1. Category 1: goods and services liberalization - embodied in the GATT Agreements
2. Category 2: standards liberalization in the TBT and SPS Agreements
3. Category 3: intellectual property rights under the TRIPS
4. Category 4: investment measures under the TRIMs
5. Category 5: export subsidies and import substitution subsidies categorised under the Agreement on Subsidies and Countervailing Measures

After a detailed analysis of these categories and the options developing countries have in terms of pursuing their development agenda, the author concludes:
"This paper has shown ambivalence regarding restrictions on the “right to regulate” for industrial policy under WTO law. Some restrictions may be desirable, and may be favorable, as Hudec suggested, and as Indian and Chinese policy confirm. Other restrictions may be undesirable. As Amsden and Hikino have argued, “[a]t close examination . . . the new rules of the World Trade Organization, a symbol of neoliberalism, are flexible and allow countries to continue to promote their industries under the banner of promoting science and technology. The success formula of late industrialization—allocating subsidies in exchange for monitorable, result-oriented performance standards—is still condoned." It would seem useful to institute a development policy review mechanism that could provide exceptions to developing countries for appropriate development-motivated policies."

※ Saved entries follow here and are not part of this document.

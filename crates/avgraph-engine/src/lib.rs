//! Filter-graph engine interface for avgraph.
//!
//! The stage in `avgraph-core` drives filter graphs through the [`Engine`]
//! and [`FilterGraph`] traits defined here and exchanges [`NativeFrame`]s
//! with them. [`routing::RoutingEngine`] is a complete implementation whose
//! filters route frames without touching their contents; it is what the
//! tests, benches and CLI run against.
//!
//! ## Core Components
//!
//! - [`Engine`] / [`FilterGraph`]: graph construction, configuration, data path
//! - [`NativeFrame`]: engine-side frame with shared plane memory ([`PlaneBuffer`])
//! - [`PixelFormat`], [`SampleFormat`], [`ChannelLayout`]: format vocabulary
//! - [`HwDevice`] / [`HwFrames`]: hardware device and surface pool handles
//! - [`EngineError`] / [`PullError`]: engine diagnostics
//!
//! ## Example
//!
//! ```rust
//! use avgraph_engine::routing::RoutingEngine;
//! use avgraph_engine::Engine;
//!
//! let engine = RoutingEngine::new();
//! assert!(engine.has_filter("buffersink"));
//! assert!(!engine.has_filter("scale"));
//! ```

pub mod error;
pub mod format;
pub mod frame;
pub mod graph;
pub mod hw;
pub mod routing;

pub use error::{EngineError, PullError};
pub use format::{
    ChannelLayout, ColorPrimaries, ColorRange, ColorSpace, MediaType, PixelFormat, PlaneGeometry,
    Ratio, SampleFormat, TransferCharacteristic,
};
pub use frame::{AudioProps, FrameProps, FramePlane, NativeFrame, PlaneBuffer, PlaneRef, VideoProps};
pub use graph::{
    AudioParams, Engine, FilterGraph, FilterId, FilterInfo, InOut, ParsedLinks, StreamParams,
    VideoParams,
};
pub use hw::{HwDevice, HwDeviceType, HwFrames};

The issue of development policy space within the WTO is a complex question. A blanket rejection of WTO rules as infringement of policy space is a naive and unreasonable stand to take. It is counterproductive and deprives a country of the advantages that a multilateral system has to offer. The challenge is to judiciously manouevre within the WTO rules to further one's national interest. To what extent WTO rules permit such manoeuvering is debatable. There are many exceptions within the WTO rules that permit individual policy choices. However, they need to be exercised in a non-discriminatory and justifiable manner. Exceptions, contingencies and interpretation of rules does allow a little leeway for developing countries to pursue their domestic development agenda. Further, an approach in industrial policy might be strategically very different from the agricultural sector while engaging with multilateral rules. A countries strengths and weaknesses would have to be analysed sectorally to effectively use the rule based system.

This would require a painstaking analysis of what is the right development policy and its analysis with respect to different obligations. It would require a specific, sector wise analysis, weighing of different options and making a comparison of its WTO consistency. At times, WTO inconsistency may have to be implicitly allowed if the cost of compliance is not too high. This takes us back to the fundamental issue - enhancing domestic capacity to engage with the multilateral system. Developing countries must enhance their capacity, not only legal capacity, in a multi-stakeholder mode (involving trade policy experts, economists, legal experts, industrial policy experts, agricultural economists, political leadership, special interest groups as well as the bureaucracy) to address this issue. It is too complex an issue to be left to the domain of a single stakeholder.